In other words, presumably it is using some
encoding by default, and presumably this byte
is not mapped, so regardless it should encode
it, right?

But yes, I will try specifically setting it in
both places.  I had seen the warning that they would
not remember it from the original doc that
was input, that I knew.

-----Original Message-----
From: Attila Szegedi [mailto:szegedia at freemail.hu]
Sent: Friday, September 21, 2001 6:34 AM
To: mbennett at ideaeng.com; jdom-interest at jdom.org
Subject: Re: [jdom-interest] Dealing with binary characters in-memory ->
outputter

Strange. I've never came across a situation where XMLOutputter "ignores"
UTF-8. It may be optimized in a way that it does not output encoding
specification into the output XML declaration. It is completely legal, as
the default encoding per XML spec is UTF-8, so it can be omitted in this
case.

If this is not the issue, then it might be that you're not specifying UTF-8
everywhere you should.
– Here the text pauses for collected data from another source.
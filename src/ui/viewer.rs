/// Large-image presentation: the inline expanded view and the fullscreen
/// overlay.
///
/// The overlay follows the stacked-modal pattern: the page is the base
/// layer, a dimmed `mouse_area` above it catches background clicks, and
/// the image itself sits in an opaque layer so clicking it does not fall
/// through to the backdrop.

use crate::color;
use crate::state::data::JobEntry;
use crate::state::theme::ThemePreference;
use crate::state::viewer::Selection;
use crate::{image_or_placeholder, ImageCache, ImageKey, Message};
use iced::widget::{button, center, column, container, image, mouse_area, opaque, row, stack, text};
use iced::{Alignment, Border, Color, ContentFit, Element, Length};

/// The inline large view shown under an expanded job section.
/// Clicking the image promotes it to fullscreen.
pub fn expanded(
    job: &JobEntry,
    image_index: usize,
    images: &ImageCache,
    prefs: ThemePreference,
) -> Element<'static, Message> {
    let handle = image_or_placeholder(images, ImageKey::photo(job.index, image_index));
    let accent = prefs.color.accent();

    let large = container(
        image(handle)
            .width(Length::Fill)
            .height(420)
            .content_fit(ContentFit::Contain),
    )
    .width(Length::Fill)
    .padding(8)
    .style(move |_| container::Style {
        border: Border {
            color: color::with_alpha(accent, 0.6),
            width: 2.0,
            radius: 6.0.into(),
        },
        ..Default::default()
    });

    column![
        mouse_area(large).on_press(Message::LargeImageClicked),
        caption_row(job, image_index, prefs),
    ]
    .spacing(8)
    .align_x(Alignment::Center)
    .into()
}

/// Layer the fullscreen overlay for `selection` over the page.
pub fn fullscreen<'a>(
    base: Element<'a, Message>,
    job: &JobEntry,
    selection: Selection,
    images: &ImageCache,
    prefs: ThemePreference,
) -> Element<'a, Message> {
    let handle = image_or_placeholder(images, ImageKey::photo(job.index, selection.image));

    let content = column![
        image(handle)
            .width(Length::Fill)
            .height(Length::Fill)
            .content_fit(ContentFit::Contain),
        caption_row(job, selection.image, prefs),
    ]
    .spacing(12)
    .align_x(Alignment::Center);

    // The padded ring around the content is the clickable backdrop
    let backdrop = mouse_area(
        center(opaque(content)).padding(56).style(|_| container::Style {
            background: Some(
                Color {
                    a: 0.85,
                    ..Color::BLACK
                }
                .into(),
            ),
            ..Default::default()
        }),
    )
    .on_press(Message::BackgroundClicked);

    stack![base, opaque(backdrop)].into()
}

/// Caption line with the prev/next chevrons and the image position.
fn caption_row(
    job: &JobEntry,
    image_index: usize,
    prefs: ThemePreference,
) -> Element<'static, Message> {
    let total = job.images.len();
    let caption = job.caption(image_index);

    let position = text(format!("{} / {}", image_index + 1, total.max(1)))
        .size(13)
        .color(prefs.muted_text());

    row![
        chevron("‹", Message::PreviousImage, image_index > 0),
        column![
            text(caption.to_string()).size(14),
            position,
        ]
        .spacing(2)
        .align_x(Alignment::Center),
        chevron("›", Message::NextImage, image_index + 1 < total),
    ]
    .spacing(18)
    .align_y(Alignment::Center)
    .into()
}

fn chevron(label: &'static str, message: Message, enabled: bool) -> Element<'static, Message> {
    let mut b = button(text(label).size(22)).padding([2, 10]).style(button::text);
    if enabled {
        b = b.on_press(message);
    }
    b.into()
}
I hope you're aware that in order to have
XMLOutputter use specific encoding, you must specify the encoding BOTH to a
Writer AND to the XMLOutputter setEncoding, like:

File outputFile = ...;
String encoding = "UTF-8";
Document doc = ....;

Writer w = new BufferedWriter(new OutputStreamWriter(new
FileOutputStream(outputFile), encoding));
try
{
    XMLOutputter outputter = new XMLOutputter();
    outputter.setEncoding(encoding);
    outputter.output(doc, w);
}
finally
{
    w.close();
}

Attila.

----- Original Message -----
From: "Mark Bennett" <mbennett at ideaeng.com>
To: "Attila Szegedi" <szegedia at freemail.hu>; <jdom-interest at jdom.org>
Sent: 2001. szeptember 21. 11:14
Subject: RE: [jdom-interest] Dealing with binary characters in-memory ->
outputter

> Hello Attila,
>
> Thanks for your suggestion.
>
> I had tried UTF-8, but the outputter seemed to ignore it.
> I agree, if authoring XML in an ASCII editor, that would
> be a fine way to do it.
>
> And I hear what you're saying about the different encodings
> having different characters.
>
> But how about for a given encoder:
> * Is this character in my map?
> Yes
> then output it as it is mapped
> No
> then use the generic escape sequence &#xNN;
>
> So instead of tracking rules for every character, it would
> simply need to know that this wasn't in it's map, so it should
> therefore use the generic escaping.
>
> I think...
>